Exploring the Role of Randomization on Belief Rigidity in Online Social Networks
Adiba Mahbub Proma, Neeley Pate, Raiyan Abdul Baten, Sifeng Chen, James Druckman, Gourab Ghoshal, Ehsan Hoque
TL;DR
This study investigates how randomized exposure in online social networks affects belief rigidity around climate-change policy prompts. Using a two-condition experimental framework (similar-peer vs randomized recommendations) with five rounds and 163 participants, the authors quantify private belief changes via a Delphi-like revision stage and measure peer influence through social signals, follow relationships, and semantic similarity of reasoning. They find that peer opinions influence beliefs under both conditions, belief updates occur in roughly 25% of cases with stronger coupling when changes happen, and that randomized recommendations modestly increase the uptake of diverse viewpoints while reducing homophily.

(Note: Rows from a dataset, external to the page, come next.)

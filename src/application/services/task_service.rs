//! Task management with role-based access.

use serde_json::json;
use std::sync::Arc;
use tracing::{info, warn};

use crate::domain::entities::{
    MAX_PRIORITY, MIN_PRIORITY, NewTask, Task, TaskFilter, TaskPatch, TaskStatus,
};
use crate::domain::notifier::{StatusChange, TaskNotifier};
use crate::domain::permissions::{self, Principal};
use crate::domain::repositories::{TaskRepository, UserRepository};
use crate::error::AppError;

pub const DEFAULT_PAGE_SIZE: u32 = 10;
pub const MAX_PAGE_SIZE: u32 = 100;

/// Task creation input. `responsible_person_id` defaults to the caller.
#[derive(Debug, Clone, Default)]
pub struct CreateTask {
    pub title: String,
    pub description: Option<String>,
    pub priority: i32,
    pub status: TaskStatus,
    pub responsible_person_id: Option<i64>,
    pub executor_ids: Vec<i64>,
}

/// Listing filters plus 1-based pagination.
#[derive(Debug, Clone)]
pub struct ListTasks {
    pub status: Option<TaskStatus>,
    pub priority: Option<i32>,
    pub responsible_person_id: Option<i64>,
    pub page: u32,
    pub page_size: u32,
}

impl Default for ListTasks {
    fn default() -> Self {
        Self {
            status: None,
            priority: None,
            responsible_person_id: None,
            page: 1,
            page_size: DEFAULT_PAGE_SIZE,
        }
    }
}

/// One page of tasks.
#[derive(Debug, Clone)]
pub struct TaskPage {
    pub tasks: Vec<Task>,
    pub total: i64,
    pub page: u32,
    pub page_size: u32,
}

fn validate_priority(priority: i32) -> Result<(), AppError> {
    if (MIN_PRIORITY..=MAX_PRIORITY).contains(&priority) {
        return Ok(());
    }
    Err(AppError::bad_request(
        format!("Priority must be between {} and {}", MIN_PRIORITY, MAX_PRIORITY),
        json!({ "priority": priority }),
    ))
}

fn validate_page(page: u32, page_size: u32) -> Result<(), AppError> {
    if page < 1 {
        return Err(AppError::bad_request(
            "Page must be at least 1",
            json!({ "page": page }),
        ));
    }
    if !(1..=MAX_PAGE_SIZE).contains(&page_size) {
        return Err(AppError::bad_request(
            format!("Page size must be between 1 and {}", MAX_PAGE_SIZE),
            json!({ "page_size": page_size }),
        ));
    }
    Ok(())
}

fn dedup(mut ids: Vec<i64>) -> Vec<i64> {
    ids.sort_unstable();
    ids.dedup();
    ids
}

fn task_not_found(id: i64) -> AppError {
    AppError::not_found(
        format!("Task with ID {} was not found", id),
        json!({ "task_id": id }),
    )
}

fn user_not_found(id: i64) -> AppError {
    AppError::not_found(
        format!("User with ID {} was not found", id),
        json!({ "user_id": id }),
    )
}

/// Service for creating, reading, updating, deleting and listing tasks.
///
/// Every operation takes the authenticated [`Principal`] and applies the
/// rules in [`crate::domain::permissions`]. Status changes are reported to the
/// responsible person through the [`TaskNotifier`].
pub struct TaskService<T: TaskRepository, U: UserRepository> {
    tasks: Arc<T>,
    users: Arc<U>,
    notifier: Arc<dyn TaskNotifier>,
}

impl<T: TaskRepository, U: UserRepository> TaskService<T, U> {
    pub fn new(tasks: Arc<T>, users: Arc<U>, notifier: Arc<dyn TaskNotifier>) -> Self {
        Self {
            tasks,
            users,
            notifier,
        }
    }

    async fn ensure_users_exist(&self, ids: &[i64]) -> Result<(), AppError> {
        if ids.is_empty() {
            return Ok(());
        }

        let found = self.users.existing_ids(ids).await?;
        let missing: Vec<i64> = ids.iter().copied().filter(|id| !found.contains(id)).collect();

        if missing.is_empty() {
            Ok(())
        } else {
            Err(AppError::not_found(
                "Executors not found",
                json!({ "missing_user_ids": missing }),
            ))
        }
    }

    async fn load(&self, id: i64) -> Result<Task, AppError> {
        self.tasks
            .find_by_id(id)
            .await?
            .ok_or_else(|| task_not_found(id))
    }

    /// Creates a task.
    ///
    /// # Errors
    ///
    /// - [`AppError::Validation`] for a priority outside `0..=3`
    /// - [`AppError::NotFound`] if the responsible person or an executor does not exist
    /// - [`AppError::Forbidden`] if the caller's role may not assign to that person
    pub async fn create(&self, actor: &Principal, input: CreateTask) -> Result<Task, AppError> {
        validate_priority(input.priority)?;

        let responsible_id = input.responsible_person_id.unwrap_or(actor.id);
        let responsible = self
            .users
            .find_by_id(responsible_id)
            .await?
            .ok_or_else(|| user_not_found(responsible_id))?;

        permissions::check_task_creation(actor, &responsible)?;

        let executor_ids = dedup(input.executor_ids);
        self.ensure_users_exist(&executor_ids).await?;

        let task = self
            .tasks
            .create(NewTask {
                title: input.title,
                description: input.description,
                priority: input.priority,
                status: input.status,
                responsible_person_id: responsible.id,
                executor_ids,
            })
            .await?;

        metrics::counter!("tasks_created_total").increment(1);
        info!(task_id = task.id, user_id = actor.id, "Task created");

        Ok(task)
    }

    /// Fetches a task the caller may access.
    pub async fn get(&self, actor: &Principal, id: i64) -> Result<Task, AppError> {
        let task = self.load(id).await?;
        permissions::check_task_access(actor, &task)?;
        Ok(task)
    }

    /// Applies a partial update. A status change notifies the responsible person.
    pub async fn update(
        &self,
        actor: &Principal,
        id: i64,
        mut patch: TaskPatch,
    ) -> Result<Task, AppError> {
        let current = self.load(id).await?;
        permissions::check_task_access(actor, &current)?;

        if let Some(priority) = patch.priority {
            validate_priority(priority)?;
        }
        if let Some(ids) = patch.executor_ids.take() {
            let ids = dedup(ids);
            self.ensure_users_exist(&ids).await?;
            patch.executor_ids = Some(ids);
        }

        if patch.is_empty() {
            return Ok(current);
        }

        let updated = self.tasks.update(id, patch).await?;
        info!(task_id = id, user_id = actor.id, "Task updated");

        if updated.status != current.status {
            self.notify_status_change(&updated, current.status).await;
        }

        Ok(updated)
    }

    async fn notify_status_change(&self, task: &Task, old_status: TaskStatus) {
        let responsible = match self.users.find_by_id(task.responsible_person_id).await {
            Ok(Some(user)) => user,
            Ok(None) => return,
            Err(e) => {
                warn!(
                    task_id = task.id,
                    error = %e,
                    "Could not load responsible person for notification"
                );
                return;
            }
        };

        self.notifier
            .status_changed(StatusChange {
                to_email: responsible.email,
                task_id: task.id,
                task_title: task.title.clone(),
                old_status,
                new_status: task.status,
            })
            .await;
    }

    /// Deletes a task and returns it as it was.
    pub async fn delete(&self, actor: &Principal, id: i64) -> Result<Task, AppError> {
        let task = self.load(id).await?;
        permissions::check_task_delete(actor, &task)?;

        if !self.tasks.delete(id).await? {
            return Err(task_not_found(id));
        }

        info!(task_id = id, user_id = actor.id, "Task deleted");
        Ok(task)
    }

    /// Lists tasks visible to the caller, newest first.
    pub async fn list(&self, actor: &Principal, query: ListTasks) -> Result<TaskPage, AppError> {
        validate_page(query.page, query.page_size)?;
        if let Some(priority) = query.priority {
            validate_priority(priority)?;
        }
        if let Some(responsible_id) = query.responsible_person_id {
            if self.users.find_by_id(responsible_id).await?.is_none() {
                return Err(user_not_found(responsible_id));
            }
        }

        let filter = TaskFilter {
            status: query.status,
            priority: query.priority,
            responsible_person_id: query.responsible_person_id,
            visible_to: permissions::visibility_scope(actor),
        };

        let limit = i64::from(query.page_size);
        let offset = i64::from(query.page - 1) * limit;

        let total = self.tasks.count(filter.clone()).await?;
        let tasks = self.tasks.list(filter, limit, offset).await?;

        Ok(TaskPage {
            tasks,
            total,
            page: query.page,
            page_size: query.page_size,
        })
    }
}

The findings offer practical insights for platform design to combat echo chambers and polarization and establish a versatile experimental framework for testing future interventions targeting belief rigidity and related cues.
Abstract
People often stick to their existing beliefs, ignoring contradicting evidence or only interacting with those who reinforce their views. Social media platforms often facilitate such tendencies of homophily and echo-chambers as they promote highly personalized content to maximize user engagement. However, increased belief rigidity can negatively affect real-world policy decisions such as leading to climate change inaction and increased vaccine hesitancy. To understand and effectively tackle belief rigidity on online social networks, designing and evaluating various intervention strategies is crucial, and increasing randomization in the network can be considered one such intervention. In this paper, we empirically quantify the effects of a randomized social network structure on belief rigidity, specifically examining the potential benefits of introducing randomness into the network. We show that individuals' beliefs are positively influenced by peer opinions, regardless of whether those opinions are similar to or differ from their own by passively sensing belief rigidity through our experimental framework. Moreover, people incorporate a slightly higher variety of different peers (based on their opinions) into their networks when the recommendation algorithm provides them with diverse content, compared to when it provides them with similar content. Our results indicate that in some cases, there might be benefits to randomization, providing empirical evidence that a more randomized network could be a feasible way of helping people get out of their echo-chambers. Our findings have broader implications in computing and platform design of social media, and can help combat overly rigid beliefs in online social networks.